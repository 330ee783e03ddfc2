//! Runtime support for DAOs generated by daogen.
//!
//! Generated code depends on three pieces:
//!
//! - [`QueryExecutor`] runs single statements: writes, multi-row reads and
//!   at-most-one-row reads with a cardinality check.
//! - [`ScopedConnection`] gives every operation its own connection and
//!   releases it exactly once, before the outcome reaches the caller.
//! - [`Dao`] builds CRUD statements for any [`Entity`].
//!
//! [`SqliteProvider`] plugs an sqlx SQLite pool into the executor.

mod dao;
mod error;
mod executor;
pub mod json;
mod key;
mod lifecycle;
mod query;
mod sqlite;
mod traits;
mod value;

pub use chrono;
pub use dao::Dao;
pub use error::{DaoError, DaoResult};
pub use executor::{PooledQueryExecutor, QueryExecutor};
pub use json::{JsonArray, JsonObject, Timestamp};
pub use key::{KeyValues, RecordKey};
pub use lifecycle::{BackendConnection, ConnectionProvider, ScopedConnection};
pub use query::{Condition, Statement, TableMeta, quote_ident};
pub use sqlite::{PooledSqlite, SqliteProvider};
pub use traits::{Entity, EnumLiteral, Identifiable, JsonConvertible};
pub use value::SqlValue;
_ _ _ _ _ _ _
• **Exercise prompt**:
Give back the full listing above, exactly as it reads.

• **Output below**:
repository 330ee783e03ddfc2
//! Runtime support for DAOs generated by daogen.
//!
//! Generated code depends on three pieces:
//!
//! - [`QueryExecutor`] runs single statements: writes, multi-row reads and
//!   at-most-one-row reads with a cardinality check.
//! - [`ScopedConnection`] gives every operation its own connection and
//!   releases it exactly once, before the outcome reaches the caller.
//! - [`Dao`] builds CRUD statements for any [`Entity`].
//!
//! [`SqliteProvider`] plugs an sqlx SQLite pool into the executor.

mod dao;
mod error;
mod executor;
pub mod json;
mod key;
mod lifecycle;
mod query;
mod sqlite;
mod traits;
mod value;

pub use chrono;
pub use dao::Dao;
pub use error::{DaoError, DaoResult};
pub use executor::{PooledQueryExecutor, QueryExecutor};
pub use json::{JsonArray, JsonObject, Timestamp};
pub use key::{KeyValues, RecordKey};
pub use lifecycle::{BackendConnection, ConnectionProvider, ScopedConnection};
pub use query::{Condition, Statement, TableMeta, quote_ident};
pub use sqlite::{PooledSqlite, SqliteProvider};
pub use traits::{Entity, EnumLiteral, Identifiable, JsonConvertible};
pub use value::SqlValue;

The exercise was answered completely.